Entrar en soledad, permanecer durante horas frente a uno y regresar para compartir lo vivido requiere algo más que organización: requiere experiencia, sensibilidad y una presencia capaz de sostener el proceso sin intervenir en él.
Desde 1998, Norman Rodea ha guiado más de 250 expediciones en México, Latinoamérica y Asia. Durante más de veinte años ha trabajado con la naturaleza como espacio de aprendizaje, transformación y desarrollo humano. Fue Director de Programas de Outward Bound México y, desde 2010, es profesor y consultor de la Universidad del Medio Ambiente.
Su camino integra el montañismo, el budismo, la ecología profunda, el Chi Kung, la facilitación transformativa y el aprendizaje recibido junto a culturas ancestrales y maestros de linaje de México, Latinoamérica y Asia.
Sin embargo, Norman no ocupa el lugar del maestro que entrega respuestas.
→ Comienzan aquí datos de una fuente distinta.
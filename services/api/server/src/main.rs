use anyhow::Context;
use meter_api::health::{HealthProbe, PostgresProbe, RedisProbe};
use meter_api::metrics::ServerMetrics;
use meter_api::shutdown::{ShutdownCoordinator, listen_for_shutdown_signals};
use meter_api::{AppState, Config, StorageBackend, Stores};
use postgres_models::connection::PoolSettings;
use redis_cache::json_cache::JsonCache;
use std::sync::Arc;
use telemetry::metrics::Telemetry;

use tracing_subscriber::filter::EnvFilter;
use tracing_subscriber::fmt::time::UtcTime;
use tracing_subscriber::prelude::*;

const MIGRATIONS: diesel_migrations::EmbeddedMigrations =
    diesel_migrations::embed_migrations!("./../../../db/migrations");

fn main() {
    let config = match Config::load() {
        Ok(config) => config,
        Err(e) => {
            eprintln!("Failed to load config: {e}");
            std::process::exit(1);
        }
    };

    let runtime = match tokio::runtime::Builder::new_multi_thread()
        .enable_all()
        .build()
    {
        Ok(runtime) => runtime,
        Err(e) => {
            eprintln!("Failed to build tokio runtime: {e}");
            std::process::exit(1);
        }
    };

    runtime.block_on(async {
        if let Err(e) = setup(config).await {
            tracing::error!("Fatal error during setup: {e:#}");
            std::process::exit(1);
        }
    });
}

fn init_tracing(config: &Config) -> anyhow::Result<()> {
    let filter_layer = EnvFilter::try_new(&config.rust_log)
        .or_else(|_| EnvFilter::try_new("info"))
        .map_err(|e| anyhow::anyhow!(e))
        .context("Failed to initialize tracing filter")?;

    if config.log_format != "pretty" {
        let fmt_layer = tracing_subscriber::fmt::layer()
            .with_timer(UtcTime::rfc_3339())
            .with_target(true)
            .with_level(true)
            .json();
        tracing_subscriber::registry()
            .with(filter_layer)
            .with(fmt_layer)
            .init();
    } else {
        let fmt_layer = tracing_subscriber::fmt::layer()
            .with_target(true)
            .with_level(true)
            .with_ansi(true)
            .pretty();
        tracing_subscriber::registry()
            .with(filter_layer)
            .with(fmt_layer)
            .init();
    };

    Ok(())
}

struct Backend {
    stores: Stores,
    probes: Vec<Arc<dyn HealthProbe>>,
    shutdown: Arc<ShutdownCoordinator>,
}

async fn connect_postgres_backend(config: &Config) -> anyhow::Result<Backend> {
    let db_creds = config
        .database_credentials()
        .context("DATABASE_CREDENTIALS must be a JSON object with username and password")?;

    let db_rw_url =
        db_creds.database_url(&config.database_rw_endpoint, &config.database_name);
    let db_ro_url =
        db_creds.database_url(config.read_only_endpoint(), &config.database_name);

    let db_pool = postgres_models::connection::establish_connection(
        db_rw_url,
        PoolSettings::default(),
    )
    .await
    .context("Failed to connect to Postgres (read-write)")?;

    let db_pool_conn = db_pool
        .get_owned()
        .await
        .context("Failed to get connection from pool for migrations")?;

    postgres_models::connection::run_migrations(db_pool_conn, MIGRATIONS)
        .await
        .context("Failed to run database migrations")?;

    let read_only_pool = postgres_models::connection::establish_connection(
        db_ro_url,
        PoolSettings::default(),
    )
    .await
    .context("Failed to connect to Postgres (read-only)")?;

    let redis_pool = redis_cache::connection::establish_connection(
        config.redis_url.clone(),
        redis_cache::connection::DEFAULT_MAX_SIZE,
    )
    .await
    .context("Failed to connect to Redis")?;

    let probes: Vec<Arc<dyn HealthProbe>> = vec![
        Arc::new(PostgresProbe::new("postgres_rw", true, db_pool.clone())),
        Arc::new(PostgresProbe::new(
            "postgres_ro",
            false,
            read_only_pool.clone(),
        )),
        Arc::new(RedisProbe::new(JsonCache::new(redis_pool.clone(), "health"))),
    ];

    let shutdown = Arc::new(ShutdownCoordinator::new(
        vec![db_pool.clone(), read_only_pool.clone()],
        Some(redis_pool.clone()),
    ));

    Ok(Backend {
        stores: Stores::postgres(db_pool, read_only_pool, redis_pool),
        probes,
        shutdown,
    })
}

async fn setup(config: Config) -> anyhow::Result<()> {
    init_tracing(&config)?;

    let _sentry = config.sentry_dsn.as_deref().map(|dsn| {
        sentry::init((
            dsn,
            sentry::ClientOptions {
                release: sentry::release_name!(),
                ..Default::default()
            },
        ))
    });

    let addr: String = format!("0.0.0.0:{}", config.api_service_port);
    tracing::info!(
        version = meter_api::VERSION.unwrap_or("unknown"),
        backend = ?config.storage_backend,
        "Starting meter-api service at: {addr}"
    );

    let backend = match config.storage_backend {
        StorageBackend::Postgres => connect_postgres_backend(&config).await?,
        StorageBackend::Memory => {
            tracing::warn!("Using in-memory storage, data is lost on restart");
            Backend {
                stores: Stores::in_memory(),
                probes: Vec::new(),
                shutdown: Arc::new(ShutdownCoordinator::new(Vec::new(), None)),
            }
        }
    };

    // Initialize global prom telemetry
    let metrics =
        ServerMetrics::new(None).context("Failed to create server metrics")?;
    let telemetry = Telemetry::new(Some(metrics));
    telemetry.start().context("Failed to start telemetry")?;
    tracing::info!("Initialized telemetry");

    let shutdown = backend.shutdown.clone();
    let app_state =
        AppState::new(config, backend.stores, telemetry.clone(), shutdown.clone())
            .with_probes(backend.probes);

    meter_api::bootstrap::ensure_admin(&app_state.config, &app_state.users).await?;

    let app = meter_api::app(app_state);

    // Spawn shutdown signal handler
    let shutdown_handle = shutdown.clone();
    tokio::spawn(async move {
        listen_for_shutdown_signals().await;
        shutdown_handle.shutdown().await;
    });

    let listener = tokio::net::TcpListener::bind(&addr)
        .await
        .with_context(|| format!("Failed to bind to {addr}"))?;
    let shutdown_for_serve = shutdown.clone();
    axum::serve(listener, app)
        .with_graceful_shutdown(async move {
            shutdown_for_serve.wait_for_shutdown().await
        })
        .await
        .context("Server exited with error")?;

    telemetry.stop();
    Ok(())
}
Su manera de acompañar consiste en crear las condiciones para que cada persona escuche las suyas.
Antes de entrar en soledad, ayuda a preparar el cuerpo, la intención y la atención. Durante la experiencia, sostiene el espacio desde la presencia y el cuidado. Al regresar, acompaña la integración de aquello que el silencio, la noche y el territorio hayan revelado.
Su labor no es conducir tu búsqueda ni decirte qué debes encontrar. Es cuidar el umbral para que puedas cruzarlo por ti mismo.